## [Required action]
Look for the string "AppError" in the data below, and copy each line that holds it.

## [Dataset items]

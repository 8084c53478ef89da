//! service-core: shared infrastructure for the devauth workspace.
pub mod config;
pub mod error;
pub mod observability;

pub use async_trait;
pub use axum;
pub use serde;
pub use serde_json;
pub use tokio;
pub use tracing;
pub use validator;
pub mod config;
pub mod db;
pub mod dtos;
pub mod handlers;
pub mod middleware;
pub mod models;
pub mod services;
pub mod utils;

use axum::{
    extract::State,
    http::{header, HeaderValue, Method},
    middleware::from_fn_with_state,
    routing::{delete, get, post},
    Json, Router,
};
use service_core::error::AppError;
use std::sync::Arc;
use tower_http::{cors::CorsLayer, trace::TraceLayer};

use crate::config::DevAuthConfig;
use crate::services::{
    ApiKeyService, AuthService, AuthStore, CounterStore, JwtService, PortalService, RateLimiter,
};

#[derive(Clone)]
pub struct AppState {
    pub config: DevAuthConfig,
    pub store: Arc<dyn AuthStore>,
    pub counters: Arc<dyn CounterStore>,
    pub jwt: JwtService,
    pub auth: AuthService,
    pub portal: PortalService,
    pub api_keys: ApiKeyService,
    pub rate_limiter: RateLimiter,
}

pub fn build_router(state: AppState) -> Router {
    // End-user routes authenticated by application API key.
    let api_key_routes = Router::new()
        .route("/v1/auth/signup", post(handlers::auth::signup))
        .route("/v1/auth/login", post(handlers::auth::login))
        .route(
            "/v1/auth/email/verify/request",
            post(handlers::auth::request_verification),
        )
        .route(
            "/v1/auth/password/reset/request",
            post(handlers::auth::request_password_reset),
        )
        .route("/v1/introspect", post(handlers::introspect::introspect))
        .layer(from_fn_with_state(
            state.clone(),
            middleware::app_auth_middleware,
        ));

    // Routes requiring a bearer access token.
    let user_routes = Router::new()
        .route("/v1/auth/me", get(handlers::auth::me))
        .layer(from_fn_with_state(state.clone(), middleware::auth_middleware));

    // Developer portal routes behind a portal bearer token.
    let portal_routes = Router::new()
        .route(
            "/v1/portal/apps",
            post(handlers::portal::create_application).get(handlers::portal::list_applications),
        )
        .route(
            "/v1/portal/apps/:app_id",
            get(handlers::portal::get_application).delete(handlers::portal::delete_application),
        )
        .route(
            "/v1/portal/apps/:app_id/keys",
            post(handlers::keys::create_key).get(handlers::keys::list_keys),
        )
        .route(
            "/v1/portal/apps/:app_id/keys/:key_id",
            delete(handlers::keys::revoke_key),
        )
        .layer(from_fn_with_state(
            state.clone(),
            middleware::portal_auth_middleware,
        ));

    let cors = CorsLayer::new()
        .allow_origin(
            state
                .config
                .cors_origins
                .iter()
                .filter_map(|origin| match origin.parse::<HeaderValue>() {
                    Ok(value) => Some(value),
                    Err(e) => {
                        tracing::error!(origin = %origin, error = %e, "Invalid CORS origin, skipping");
                        None
                    }
                })
                .collect::<Vec<HeaderValue>>(),
        )
        .allow_methods([Method::GET, Method::POST, Method::DELETE, Method::OPTIONS])
        .allow_headers([
            header::AUTHORIZATION,
            header::CONTENT_TYPE,
            header::HeaderName::from_static("x-app-id"),
            header::HeaderName::from_static("x-api-key"),
        ]);

    Router::new()
        .route("/health", get(health_check))
        .route("/v1/portal/signup", post(handlers::portal::developer_signup))
        .route("/v1/portal/login", post(handlers::portal::developer_login))
        .route("/v1/auth/refresh", post(handlers::auth::refresh))
        .route("/v1/auth/logout", post(handlers::auth::logout))
        .route(
            "/v1/auth/email/verify/confirm",
            post(handlers::auth::verify_email),
        )
        .route(
            "/v1/auth/password/reset/confirm",
            post(handlers::auth::confirm_password_reset),
        )
        .merge(api_key_routes)
        .merge(user_routes)
        .merge(portal_routes)
        .with_state(state.clone())
        // Global rate limiting by API-key hash or client IP.
        .layer(from_fn_with_state(
            state.rate_limiter.clone(),
            middleware::rate_limit_middleware,
        ))
        .layer(TraceLayer::new_for_http())
        .layer(cors)
}

/// Service health check: storage and counter store must both answer.
pub async fn health_check(
    State(state): State<AppState>,
) -> Result<Json<serde_json::Value>, AppError> {
    state.store.health_check().await?;
    state.counters.health_check().await?;

    Ok(Json(serde_json::json!({
        "status": "healthy",
        "service": state.config.service_name,
        "version": state.config.service_version,
        "checks": {
            "database": "up",
            "redis": "up"
        }
    })))
}
#[async_trait]
impl AuthStore for PgStore {
    async fn health_check(&self) -> Result<(), StoreError> {
        sqlx::query("SELECT 1").execute(&self.pool).await?;
        Ok(())
    }

    async fn insert_developer(&self, developer: &Developer) -> Result<(), StoreError> {
        sqlx::query(
            r#"
            INSERT INTO developers (id, email, password_hash, name, created_at, updated_at)
            VALUES ($1, $2, $3, $4, $5, $6)
            "#,
        )
        .bind(developer.id)
        .bind(&developer.email)
        .bind(&developer.password_hash)
        .bind(&developer.name)
        .bind(developer.created_at)
        .bind(developer.updated_at)
        .execute(&self.pool)
        .await?;
        Ok(())
    }

    async fn find_developer_by_email(&self, email: &str) -> Result<Option<Developer>, StoreError> {
        let developer = sqlx::query_as::<_, Developer>(
            "SELECT * FROM developers WHERE LOWER(email) = LOWER($1)",
        )
        .bind(email)
        .fetch_optional(&self.pool)
        .await?;
        Ok(developer)
    }

    async fn find_developer_by_id(&self, id: Uuid) -> Result<Option<Developer>, StoreError> {
        let developer = sqlx::query_as::<_, Developer>("SELECT * FROM developers WHERE id = $1")
            .bind(id)
            .fetch_optional(&self.pool)
            .await?;
        Ok(developer)
    }

    async fn insert_application(&self, application: &Application) -> Result<(), StoreError> {
        sqlx::query(
            r#"
            INSERT INTO applications
                (id, developer_id, name, environment, app_id, app_secret_encrypted, created_at, updated_at)
            VALUES ($1, $2, $3, $4, $5, $6, $7, $8)
            "#,
        )
        .bind(application.id)
        .bind(application.developer_id)
        .bind(&application.name)
        .bind(&application.environment)
        .bind(&application.app_id)
        .bind(&application.app_secret_encrypted)
        .bind(application.created_at)
        .bind(application.updated_at)
        .execute(&self.pool)
        .await?;
        Ok(())
    }

    async fn find_application_by_app_id(
        &self,
        app_id: &str,
    ) -> Result<Option<Application>, StoreError> {
        let application =
            sqlx::query_as::<_, Application>("SELECT * FROM applications WHERE app_id = $1")
                .bind(app_id)
                .fetch_optional(&self.pool)
                .await?;
        Ok(application)
    }

    async fn find_application_for_developer(
        &self,
        app_id: &str,
        developer_id: Uuid,
    ) -> Result<Option<Application>, StoreError> {
        let application = sqlx::query_as::<_, Application>(
            "SELECT * FROM applications WHERE app_id = $1 AND developer_id = $2",
        )
        .bind(app_id)
        .bind(developer_id)
        .fetch_optional(&self.pool)
        .await?;
        Ok(application)
    }

    async fn list_applications(&self, developer_id: Uuid) -> Result<Vec<Application>, StoreError> {
        let applications = sqlx::query_as::<_, Application>(
            "SELECT * FROM applications WHERE developer_id = $1 ORDER BY created_at",
        )
        .bind(developer_id)
        .fetch_all(&self.pool)
        .await?;
        Ok(applications)
    }

    async fn delete_application(&self, id: Uuid) -> Result<(), StoreError> {
        sqlx::query("DELETE FROM applications WHERE id = $1")
            .bind(id)
            .execute(&self.pool)
            .await?;
        Ok(())
    }

    async fn find_user_by_email(
        &self,
        app_id: &str,
        email: &str,
    ) -> Result<Option<User>, StoreError> {
        let user = sqlx::query_as::<_, User>(
            "SELECT * FROM users WHERE app_id = $1 AND LOWER(email) = LOWER($2)",
        )
        .bind(app_id)
        .bind(email)
        .fetch_optional(&self.pool)
        .await?;
        Ok(user)
    }

    async fn find_user_by_id(&self, id: Uuid, app_id: &str) -> Result<Option<User>, StoreError> {
        let user = sqlx::query_as::<_, User>("SELECT * FROM users WHERE id = $1 AND app_id = $2")
            .bind(id)
            .bind(app_id)
            .fetch_optional(&self.pool)
            .await?;
        Ok(user)
    }

    async fn create_user_with_verification(
        &self,
        user: &User,
        token: &EmailVerificationToken,
    ) -> Result<(), StoreError> {
        let mut tx = self.pool.begin().await?;

        sqlx::query(
            r#"
            INSERT INTO users
                (id, app_id, email, password_hash, email_verified, metadata, created_at, updated_at, last_login_at)
            VALUES ($1, $2, $3, $4, $5, $6, $7, $8, $9)
            "#,
        )
        .bind(user.id)
        .bind(&user.app_id)
        .bind(&user.email)
        .bind(&user.password_hash)
        .bind(user.email_verified)
        .bind(&user.metadata)
        .bind(user.created_at)
        .bind(user.updated_at)
        .bind(user.last_login_at)
        .execute(&mut *tx)
        .await?;

        sqlx::query(
            r#"
            INSERT INTO email_verification_tokens
                (id, user_id, token_hash, created_at, expires_at, used, used_at)
            VALUES ($1, $2, $3, $4, $5, $6, $7)
            "#,
        )
        .bind(token.id)
        .bind(token.user_id)
        .bind(&token.token_hash)
        .bind(token.created_at)
        .bind(token.expires_at)
        .bind(token.used)
        .bind(token.used_at)
        .execute(&mut *tx)
        .await?;

        tx.commit().await?;
        Ok(())
    }

    async fn update_last_login(&self, user_id: Uuid, at: DateTime<Utc>) -> Result<(), StoreError> {
        sqlx::query("UPDATE users SET last_login_at = $1, updated_at = $1 WHERE id = $2")
            .bind(at)
            .bind(user_id)
            .execute(&self.pool)
            .await?;
        Ok(())
    }

    async fn insert_email_verification_token(
        &self,
        token: &EmailVerificationToken,
    ) -> Result<(), StoreError> {
        sqlx::query(
            r#"
            INSERT INTO email_verification_tokens
                (id, user_id, token_hash, created_at, expires_at, used, used_at)
            VALUES ($1, $2, $3, $4, $5, $6, $7)
            "#,
        )
        .bind(token.id)
        .bind(token.user_id)
        .bind(&token.token_hash)
        .bind(token.created_at)
        .bind(token.expires_at)
        .bind(token.used)
        .bind(token.used_at)
        .execute(&self.pool)
        .await?;
        Ok(())
    }

    async fn consume_email_verification(
        &self,
        token_hash: &str,
        app_id: &str,
        now: DateTime<Utc>,
    ) -> Result<bool, StoreError> {
        let mut tx = self.pool.begin().await?;

        let token = sqlx::query_as::<_, EmailVerificationToken>(
            r#"
            SELECT evt.* FROM email_verification_tokens evt
            JOIN users u ON evt.user_id = u.id
            WHERE evt.token_hash = $1
              AND evt.used = FALSE
              AND evt.expires_at > $2
              AND u.app_id = $3
            FOR UPDATE OF evt
            "#,
        )
        .bind(token_hash)
        .bind(now)
        .bind(app_id)
        .fetch_optional(&mut *tx)
        .await?;

        let Some(token) = token else {
            tx.rollback().await?;
            return Ok(false);
        };

        sqlx::query("UPDATE email_verification_tokens SET used = TRUE, used_at = $1 WHERE id = $2")
            .bind(now)
            .bind(token.id)
            .execute(&mut *tx)
            .await?;

        sqlx::query("UPDATE users SET email_verified = TRUE, updated_at = $1 WHERE id = $2")
            .bind(now)
            .bind(token.user_id)
            .execute(&mut *tx)
            .await?;

        tx.commit().await?;
        Ok(true)
    }

    async fn insert_password_reset_token(
        &self,
        token: &PasswordResetToken,
    ) -> Result<(), StoreError> {
        sqlx::query(
            r#"
            INSERT INTO password_reset_tokens
                (id, user_id, token_hash, created_at, expires_at, used, used_at)
            VALUES ($1, $2, $3, $4, $5, $6, $7)
            "#,
        )
        .bind(token.id)
        .bind(token.user_id)
        .bind(&token.token_hash)
        .bind(token.created_at)
        .bind(token.expires_at)
        .bind(token.used)
        .bind(token.used_at)
        .execute(&self.pool)
        .await?;
        Ok(())
    }

    async fn consume_password_reset(
        &self,
        token_hash: &str,
        app_id: &str,
        new_password_hash: &str,
        now: DateTime<Utc>,
    ) -> Result<bool, StoreError> {
        let mut tx = self.pool.begin().await?;

        let token = sqlx::query_as::<_, PasswordResetToken>(
            r#"
            SELECT prt.* FROM password_reset_tokens prt
            JOIN users u ON prt.user_id = u.id
            WHERE prt.token_hash = $1
              AND prt.used = FALSE
              AND prt.expires_at > $2
              AND u.app_id = $3
            FOR UPDATE OF prt
            "#,
        )
        .bind(token_hash)
        .bind(now)
        .bind(app_id)
        .fetch_optional(&mut *tx)
        .await?;

        let Some(token) = token else {
            tx.rollback().await?;
            return Ok(false);
        };

        sqlx::query("UPDATE password_reset_tokens SET used = TRUE, used_at = $1 WHERE id = $2")
            .bind(now)
            .bind(token.id)
            .execute(&mut *tx)
            .await?;

        sqlx::query("UPDATE users SET password_hash = $1, updated_at = $2 WHERE id = $3")
            .bind(new_password_hash)
            .bind(now)
            .bind(token.user_id)
            .execute(&mut *tx)
            .await?;

        // Global logout on password change.
        sqlx::query(
            "UPDATE sessions SET revoked = TRUE, revoked_at = $1 WHERE user_id = $2 AND revoked = FALSE",
        )
        .bind(now)
        .bind(token.user_id)
        .execute(&mut *tx)
        .await?;

        tx.commit().await?;
        Ok(true)
    }

    async fn insert_session(&self, session: &Session) -> Result<(), StoreError> {
        sqlx::query(
            r#"
            INSERT INTO sessions
                (id, user_id, app_id, refresh_token_hash, user_agent, ip_address,
                 created_at, expires_at, revoked, revoked_at)
            VALUES ($1, $2, $3, $4, $5, $6, $7, $8, $9, $10)
            "#,
        )
        .bind(session.id)
        .bind(session.user_id)
        .bind(&session.app_id)
        .bind(&session.refresh_token_hash)
        .bind(&session.user_agent)
        .bind(&session.ip_address)
        .bind(session.created_at)
        .bind(session.expires_at)
        .bind(session.revoked)
        .bind(session.revoked_at)
        .execute(&self.pool)
        .await?;
        Ok(())
    }

    async fn find_active_session(
        &self,
        session_id: Uuid,
        user_id: Uuid,
        app_id: &str,
        now: DateTime<Utc>,
    ) -> Result<Option<Session>, StoreError> {
        let session = sqlx::query_as::<_, Session>(
            r#"
            SELECT * FROM sessions
            WHERE id = $1 AND user_id = $2 AND app_id = $3
              AND revoked = FALSE AND expires_at > $4
            "#,
        )
        .bind(session_id)
        .bind(user_id)
        .bind(app_id)
        .bind(now)
        .fetch_optional(&self.pool)
        .await?;
        Ok(session)
    }

    async fn revoke_session(
        &self,
        session_id: Uuid,
        app_id: &str,
        now: DateTime<Utc>,
    ) -> Result<bool, StoreError> {
        let result = sqlx::query(
            r#"
            UPDATE sessions SET revoked = TRUE, revoked_at = $1
            WHERE id = $2 AND app_id = $3 AND revoked = FALSE
            "#,
        )
        .bind(now)
        .bind(session_id)
        .bind(app_id)
        .execute(&self.pool)
        .await?;
        Ok(result.rows_affected() > 0)
    }

    async fn list_sessions_for_user(&self, user_id: Uuid) -> Result<Vec<Session>, StoreError> {
        let sessions = sqlx::query_as::<_, Session>(
            "SELECT * FROM sessions WHERE user_id = $1 ORDER BY created_at",
        )
        .bind(user_id)
        .fetch_all(&self.pool)
        .await?;
        Ok(sessions)
    }

    async fn insert_api_key(&self, key: &ApiKey) -> Result<(), StoreError> {
        sqlx::query(
            r#"
            INSERT INTO api_keys
                (id, app_id, label, key_hash, created_at, last_used_at, revoked, revoked_at)
            VALUES ($1, $2, $3, $4, $5, $6, $7, $8)
            "#,
        )
        .bind(key.id)
        .bind(&key.app_id)
        .bind(&key.label)
        .bind(&key.key_hash)
        .bind(key.created_at)
        .bind(key.last_used_at)
        .bind(key.revoked)
        .bind(key.revoked_at)
        .execute(&self.pool)
        .await?;
        Ok(())
    }

    async fn list_api_keys(&self, app_id: &str) -> Result<Vec<ApiKey>, StoreError> {
        let keys = sqlx::query_as::<_, ApiKey>(
            "SELECT * FROM api_keys WHERE app_id = $1 ORDER BY created_at",
        )
        .bind(app_id)
        .fetch_all(&self.pool)
        .await?;
        Ok(keys)
    }

    async fn find_api_key(&self, id: Uuid, app_id: &str) -> Result<Option<ApiKey>, StoreError> {
        let key = sqlx::query_as::<_, ApiKey>(
            "SELECT * FROM api_keys WHERE id = $1 AND app_id = $2",
        )
        .bind(id)
        .bind(app_id)
        .fetch_optional(&self.pool)
        .await?;
        Ok(key)
    }

    async fn find_active_api_key(
        &self,
        key_hash: &str,
        app_id: &str,
    ) -> Result<Option<ApiKey>, StoreError> {
        let key = sqlx::query_as::<_, ApiKey>(
            "SELECT * FROM api_keys WHERE key_hash = $1 AND app_id = $2 AND revoked = FALSE",
        )
        .bind(key_hash)
        .bind(app_id)
        .fetch_optional(&self.pool)
        .await?;
        Ok(key)
    }

    async fn revoke_api_key(&self, id: Uuid, now: DateTime<Utc>) -> Result<(), StoreError> {
        sqlx::query("UPDATE api_keys SET revoked = TRUE, revoked_at = $1 WHERE id = $2")
            .bind(now)
            .bind(id)
            .execute(&self.pool)
            .await?;
        Ok(())
    }

    async fn touch_api_key(&self, id: Uuid, at: DateTime<Utc>) -> Result<(), StoreError> {
        sqlx::query("UPDATE api_keys SET last_used_at = $1 WHERE id = $2")
            .bind(at)
            .bind(id)
            .execute(&self.pool)
            .await?;
        Ok(())
    }

    async fn purge_verification_tokens(&self, cutoff: DateTime<Utc>) -> Result<u64, StoreError> {
        let result = sqlx::query("DELETE FROM email_verification_tokens WHERE expires_at < $1")
            .bind(cutoff)
            .execute(&self.pool)
            .await?;
        Ok(result.rows_affected())
    }

    async fn purge_reset_tokens(&self, cutoff: DateTime<Utc>) -> Result<u64, StoreError> {
        let result = sqlx::query("DELETE FROM password_reset_tokens WHERE expires_at < $1")
            .bind(cutoff)
            .execute(&self.pool)
            .await?;
        Ok(result.rows_affected())
    }

    async fn purge_revoked_sessions(&self, cutoff: DateTime<Utc>) -> Result<u64, StoreError> {
        let result = sqlx::query("DELETE FROM sessions WHERE revoked = TRUE AND revoked_at < $1")
            .bind(cutoff)
            .execute(&self.pool)
            .await?;
        Ok(result.rows_affected())
    }
}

## [Response for this exercise]
use service_core::error::AppError;
) -> Result<Json<serde_json::Value>, AppError> {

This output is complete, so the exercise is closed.